Burgess suggests incorporating fruits and veggies into your meals simply, such as berries in yogurt, bell peppers in spaghetti, or leafy greens in lunch wraps.
According to Sarah Schlichter, MPH, RDN, "following the SAD may contribute to poor bone health because these foods are often low in bone-building minerals including calcium, Vitamin K, and Vitamin D."
"A diet deficient in whole grains, legumes, fruits, and vegetables may also have an influence on metabolism and digestion," Schlichter adds. "High fiber diets can help with gut health and digestion, whereas eating ultra-processed foods lowers the diversity of bacteria in the gut microbiome, which has consequences for mood and overall health."
Your energy levels will feel exhausted after following the SAD for various reasons, not the least of which is a shift in your gut microbiota.

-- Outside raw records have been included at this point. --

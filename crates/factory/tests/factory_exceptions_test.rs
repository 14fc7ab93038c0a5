mod support;

use std::sync::Arc;

use async_trait::async_trait;
use elif_factory::prelude::*;
use elif_factory::store::Events;

use support::{definitions, fixture, registry_builder};

#[tokio::test]
async fn test_unknown_relationship_is_not_satisfiable() -> FactoryResult<()> {
    let f = fixture();

    let error = f.factory("UserFactory").relate("withPets", vec![10.into()]).unwrap_err();

    match &error {
        FactoryError::ArgumentsNotSatisfiable {
            factory,
            method,
            relationship,
            candidates,
        } => {
            assert_eq!(factory, "UserFactory");
            assert_eq!(method, "withPets");
            assert_eq!(relationship, "pets");
            assert_eq!(candidates, &vec!["Pet".to_string(), "PetFactory".to_string()]);
        }
        other => panic!("unexpected error {:?}", other),
    }
    assert!(error.to_string().contains("Pet, PetFactory"));
    Ok(())
}

#[tokio::test]
async fn test_unknown_relationship_without_arguments() {
    let f = fixture();

    let result = f.factory("UserFactory").relate("withProfile", vec![]);

    assert!(matches!(
        result,
        Err(FactoryError::ArgumentsNotSatisfiable { relationship, .. }) if relationship == "profile"
    ));
}

#[tokio::test]
async fn test_non_positive_counts_are_rejected() {
    let f = fixture();

    assert!(matches!(
        f.registry.factory_times("UserFactory", 0),
        Err(FactoryError::InvalidCount(0))
    ));
    assert!(matches!(
        f.factory("UserFactory").relate("withCustomers", vec![(-1).into()]),
        Err(FactoryError::InvalidCount(-1))
    ));
}

#[tokio::test]
async fn test_plain_names_are_not_relationships() {
    let f = fixture();

    for method in ["format", "save", "assertEquals"] {
        assert!(matches!(
            f.factory("UserFactory").relate(method, vec![]),
            Err(FactoryError::NotARelationship { .. })
        ));
    }
}

#[tokio::test]
async fn test_missing_attribute_is_model_not_built() -> FactoryResult<()> {
    let f = fixture();
    let mut factory = f.factory("UserFactory");

    let error = factory.attribute("nickname").await.unwrap_err();

    assert!(matches!(
        &error,
        FactoryError::ModelNotBuilt { factory, called, entity }
            if factory == "UserFactory" && called == "nickname" && entity == "User"
    ));
    assert!(error.to_string().contains("don't forget to call either 'create()' or 'make()'"));
    // The implicit build still happened
    assert_eq!(f.store.count("User").await?, 1);
    Ok(())
}

#[tokio::test]
async fn test_unsupported_forward_is_model_not_built() {
    let f = fixture();
    let mut factory = f.factory("UserFactory");

    assert!(matches!(
        factory.forward("explode", &[]).await,
        Err(FactoryError::ModelNotBuilt { called, .. }) if called == "explode"
    ));
}

#[tokio::test]
async fn test_attribute_on_a_collection_is_model_not_built() {
    let f = fixture();
    let mut factory = f.times("UserFactory", 2);

    assert!(matches!(
        factory.attribute("name").await,
        Err(FactoryError::ModelNotBuilt { .. })
    ));
}

#[tokio::test]
async fn test_owner_must_be_a_single_record() -> FactoryResult<()> {
    let f = fixture();
    let owners = f.times("UserFactory", 2);

    let result = f
        .factory("CustomerFactory")
        .relate("forUser", vec![owners.into()])?
        .create(&[])
        .await;

    assert!(matches!(
        result,
        Err(FactoryError::InvalidOwner { relationship, .. }) if relationship == "user"
    ));
    Ok(())
}

#[tokio::test]
async fn test_unsaved_literal_owner_is_rejected() -> FactoryResult<()> {
    let f = fixture();
    let owner = f.factory("UserFactory").make(&[]).await?.into_one().unwrap();

    let result = f
        .factory("CustomerFactory")
        .relate("forUser", vec![owner.into()])?
        .create(&[])
        .await;

    assert!(matches!(result, Err(ref error) if error.is_persistence()));
    assert_eq!(f.store.count("Customer").await?, 0);
    Ok(())
}

#[tokio::test]
async fn test_unknown_state_fails_the_build() {
    let f = fixture();

    let result = f.factory("UserFactory").state("banned").create(&[]).await;

    assert!(matches!(
        result,
        Err(FactoryError::UndefinedState { state, .. }) if state == "banned"
    ));
}

#[tokio::test]
async fn test_failed_assertion_surfaces() -> FactoryResult<()> {
    let f = fixture();
    let mut factory = f
        .factory("UserFactory")
        .with_attributes([json!({"name": "John"})])
        .assert("assertEquals", vec!["Jane".into(), "name".into()])?;

    let result = factory.create(&[]).await;

    assert!(matches!(result, Err(FactoryError::Assertion { .. })));
    // The records were still written and recorded
    assert_eq!(f.store.count("User").await?, 1);
    assert!(factory.last().is_some());
    Ok(())
}

#[tokio::test]
async fn test_misspelled_assertion_is_rejected_before_building() -> FactoryResult<()> {
    let f = fixture();

    let result = f
        .factory("UserFactory")
        .assert("asertEquals", vec!["Jane".into(), "name".into()]);

    assert!(matches!(
        result,
        Err(FactoryError::NotAnAssertion { method, .. }) if method == "asertEquals"
    ));
    assert_eq!(f.store.count("User").await?, 0);
    Ok(())
}

/// Delegates to a memory store but refuses to save one entity
struct FailingStore {
    inner: MemoryStore,
    entity: &'static str,
}

#[async_trait]
impl Persistence for FailingStore {
    async fn instantiate(
        &self,
        entity: &str,
        states: &[String],
        attributes: Attributes,
    ) -> FactoryResult<Record> {
        self.inner.instantiate(entity, states, attributes).await
    }

    async fn save_with(&self, record: &mut Record, events: Events) -> FactoryResult<()> {
        if record.entity() == self.entity {
            return Err(FactoryError::Persistence("disk full".to_string()));
        }
        self.inner.save_with(record, events).await
    }

    async fn associate_owner(
        &self,
        record: &mut Record,
        relationship: &str,
        owner: &Record,
    ) -> FactoryResult<()> {
        self.inner.associate_owner(record, relationship, owner).await
    }

    async fn save_owned(
        &self,
        parent: &Record,
        relationship: &str,
        related: &mut Record,
        pivot: &Attributes,
    ) -> FactoryResult<()> {
        if related.entity() == self.entity {
            return Err(FactoryError::Persistence("disk full".to_string()));
        }
        self.inner.save_owned(parent, relationship, related, pivot).await
    }

    async fn after_create(&self, records: &mut [Record]) -> FactoryResult<()> {
        self.inner.after_create(records).await
    }

    async fn count(&self, entity: &str) -> FactoryResult<usize> {
        self.inner.count(entity).await
    }
}

#[tokio::test]
async fn test_persistence_errors_propagate_without_rollback() -> FactoryResult<()> {
    let store = Arc::new(FailingStore {
        inner: MemoryStore::new(definitions()),
        entity: "Customer",
    });
    let registry = registry_builder(store.clone()).build()?;

    let result = registry
        .factory("UserFactory")?
        .relate("withCustomers", vec![2.into()])?
        .create(&[])
        .await;

    match result {
        Err(FactoryError::Persistence(message)) => assert_eq!(message, "disk full"),
        other => panic!("unexpected result {:?}", other),
    }
    assert_eq!(store.count("User").await?, 1);
    assert_eq!(store.count("Customer").await?, 0);
    Ok(())
}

"From coast to coast, Americans skip meals, consume enormous amounts of carbohydrates with little high-quality protein, and consume sugar-sweetened foods and beverages, all of which can lead to blood sugar spikes and decreases," adds Goodson.
Because of this type of diet, your blood sugar levels will jump and plummet throughout the day like a "roller coaster," affecting your energy levels, according to Goodson.
"Eating balanced meals with high-fiber carbohydrates and protein every few hours is the best approach to combat this," she explains.
"For cancer prevention, the American Cancer Society recommends at least 2 1/2 to 3 cups of veggies and 1 1/2 to 2 cups of fruit per day, while the USDA recommends 5 to 9 servings of fruits and vegetables per day," Gentile says. "You may easily achieve this objective by include a fruit or vegetable at every meal and adding more vegetable-based meals to your rotation, which can help lessen your cancer risk."